If we consider $f \in \mathbb{C}[x,y]$ an irreducible polynomial, then it is true that the domain $ \mathbb{C}[x,y]/(f)$ is normal iff it is UFD?
I think this is false. I was trying to prove that $\mathbb{C}[x,y]/(x^2-y)$ isn't a UFD using the equality $x^2 = y$, although it is normal, because $x^2 - y$ is regular curve.
This is indeed not true: an explicit counterexample is $R = \mathbb{C}[x,y]/(y^2 - x^3 + x)$. This is a Dedekind domain that is not a UFD, as $(x,y)$ is a height $1$ prime that is not principal (although it is so locally). To see that $y^2 - x^3 + x$ is irreducible, one can use Eisenstein's criterion at the prime element $x$.
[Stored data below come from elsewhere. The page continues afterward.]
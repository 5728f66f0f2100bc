//! Extension-based MIME resolution.
//!
//! The table covers the audio container formats accepted for upload.
//! Anything else resolves to [`ContentType::Unknown`], which the upload
//! boundary rejects.

use std::fmt;
use std::path::Path;

/// Audio extensions and their MIME types, lowercase and without the dot.
const AUDIO_MIME_TYPES: &[(&str, &str)] = &[
    ("aa", "audio/audible"),
    ("aac", "audio/aac"),
    ("aax", "audio/vnd.audible.aax"),
    ("ac3", "audio/ac3"),
    ("adt", "audio/vnd.dlna.adts"),
    ("adts", "audio/aac"),
    ("aif", "audio/x-aiff"),
    ("aifc", "audio/aiff"),
    ("aiff", "audio/aiff"),
    ("au", "audio/basic"),
    ("caf", "audio/x-caf"),
    ("cdda", "audio/aiff"),
    ("flac", "audio/flac"),
    ("gsm", "audio/x-gsm"),
    ("m3u", "audio/x-mpegurl"),
    ("m3u8", "audio/x-mpegurl"),
    ("m4a", "audio/m4a"),
    ("m4b", "audio/m4b"),
    ("m4p", "audio/m4p"),
    ("m4r", "audio/x-m4r"),
    ("mid", "audio/mid"),
    ("midi", "audio/mid"),
    ("mp3", "audio/mpeg"),
    ("oga", "audio/ogg"),
    ("ogg", "audio/ogg"),
    ("opus", "audio/opus"),
    ("pls", "audio/scpls"),
    ("ra", "audio/x-pn-realaudio"),
    ("ram", "audio/x-pn-realaudio"),
    ("rmi", "audio/mid"),
    ("rpm", "audio/x-pn-realaudio-plugin"),
    ("sd2", "audio/x-sd2"),
    ("smd", "audio/x-smd"),
    ("smx", "audio/x-smd"),
    ("smz", "audio/x-smd"),
    ("snd", "audio/basic"),
    ("wav", "audio/wav"),
    ("wave", "audio/wav"),
    ("wax", "audio/x-ms-wax"),
    ("wma", "audio/x-ms-wma"),
];

/// MIME type of an audio file, or the `Unknown` sentinel.
#[derive(Debug, Default, Clone, Copy, PartialEq, Eq, Hash)]
pub enum ContentType {
    /// A recognised audio container with its MIME type.
    Audio(&'static str),
    /// The extension is missing or not in the table.
    #[default]
    Unknown,
}

impl ContentType {
    /// Resolves an extension (without the leading dot), ignoring case.
    pub fn from_extension(extension: &str) -> Self {
        AUDIO_MIME_TYPES
            .iter()
            .find(|(ext, _)| ext.eq_ignore_ascii_case(extension))
            .map_or(Self::Unknown, |&(_, mime)| Self::Audio(mime))
    }

    /// Resolves the content type of a file name or path.
    pub fn from_path(path: impl AsRef<Path>) -> Self {
        path.as_ref()
            .extension()
            .and_then(|ext| ext.to_str())
            .map_or(Self::Unknown, Self::from_extension)
    }

    /// Returns the MIME type, or `None` for [`ContentType::Unknown`].
    #[must_use]
    pub fn mime(&self) -> Option<&'static str> {
        match self {
            Self::Audio(mime) => Some(*mime),
            Self::Unknown => None,
        }
    }

    /// Check if the extension was recognised.
    #[must_use]
    pub fn is_known(&self) -> bool {
        matches!(self, Self::Audio(_))
    }
}

impl fmt::Display for ContentType {
    fn fmt(&self, f: &mut fmt::Formatter<'_>) -> fmt::Result {
        f.write_str(self.mime().unwrap_or("unknown"))
    }
}
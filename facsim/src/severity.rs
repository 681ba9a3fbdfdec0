use log::LevelFilter;
use serde::{Deserialize, Serialize};
use strum::IntoEnumIterator;

/// Named logging severity accepted by `--log-level`.
///
/// Names are lowercase and matched case-sensitively.
#[derive(
    Debug,
    PartialEq,
    Eq,
    Hash,
    Clone,
    Copy,
    strum::EnumString,
    strum::Display,
    strum::EnumIter,
    Serialize,
    Deserialize,
)]
#[strum(serialize_all = "lowercase")]
#[serde(rename_all = "lowercase")]
pub enum Severity {
    /// Logging disabled.
    Off,
    /// Errors only.
    Error,
    /// Warnings and errors.
    Warn,
    /// Informational messages and above.
    Info,
    /// Debugging messages and above.
    Debug,
    /// Trace messages and above.
    Trace,
    /// Everything.
    All,
}

impl Default for Severity {
    fn default() -> Self {
        Self::Info
    }
}

impl Severity {
    /// Returns the list of accepted names, in increasing verbosity.
    pub fn names() -> Vec<String> {
        Self::iter().map(|s| s.to_string()).collect()
    }

    /// Level filter to install in the logger.
    pub fn level_filter(self) -> LevelFilter {
        match self {
            Self::Off => LevelFilter::Off,
            Self::Error => LevelFilter::Error,
            Self::Warn => LevelFilter::Warn,
            Self::Info => LevelFilter::Info,
            Self::Debug => LevelFilter::Debug,
            Self::Trace | Self::All => LevelFilter::Trace,
        }
    }
}

#[cfg(test)]
mod test {
    use super::*;
    use rstest::rstest;

    #[rstest(
        name,
        expected,
        case("off", Severity::Off),
        case("error", Severity::Error),
        case("warn", Severity::Warn),
        case("info", Severity::Info),
        case("debug", Severity::Debug),
        case("trace", Severity::Trace),
        case("all", Severity::All)
    )]
    fn test_known_names(name: &str, expected: Severity) {
        assert_eq!(name.parse::<Severity>().unwrap(), expected);
        assert_eq!(expected.to_string(), name);
    }

    #[rstest(name, case("INFO"), case("Info"), case("warning"), case(""), case(" info"))]
    fn test_unknown_names(name: &str) {
        assert!(name.parse::<Severity>().is_err());
    }

    #[test]
    fn test_names() {
        assert_eq!(
            Severity::names(),
            vec!["off", "error", "warn", "info", "debug", "trace", "all"]
        );
    }

    #[test]
    fn test_level_filter() {
        assert_eq!(Severity::default(), Severity::Info);
        assert_eq!(Severity::default().level_filter(), LevelFilter::Info);
        assert_eq!(Severity::Off.level_filter(), LevelFilter::Off);
        assert_eq!(Severity::All.level_filter(), LevelFilter::Trace);
    }
}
Geometrically, rings of the form $\mathbb{C}[x,y]/(f)$, $f$ irreducible, correspond to affine plane (integral) curves in $\mathbb{A}^2_{\mathbb{C}}$. Requiring $\mathbb{C}[x,y]/(f)$ to be normal is equivalent to requiring the curve to be nonsingular, since as pointed out in the other answer, $\mathbb{C}[x,y]/(f)$ is always Cohen-Macaulay. However, it turns out that the coordinate ring of a nonsingular affine plane curve is a UFD iff the curve is rational, i.e. has genus $0$ (see e.g. Corollary 3.23 here). The example above is in some sense the simplest counterexample, being the standard example of an affine elliptic curve, which has genus $1$.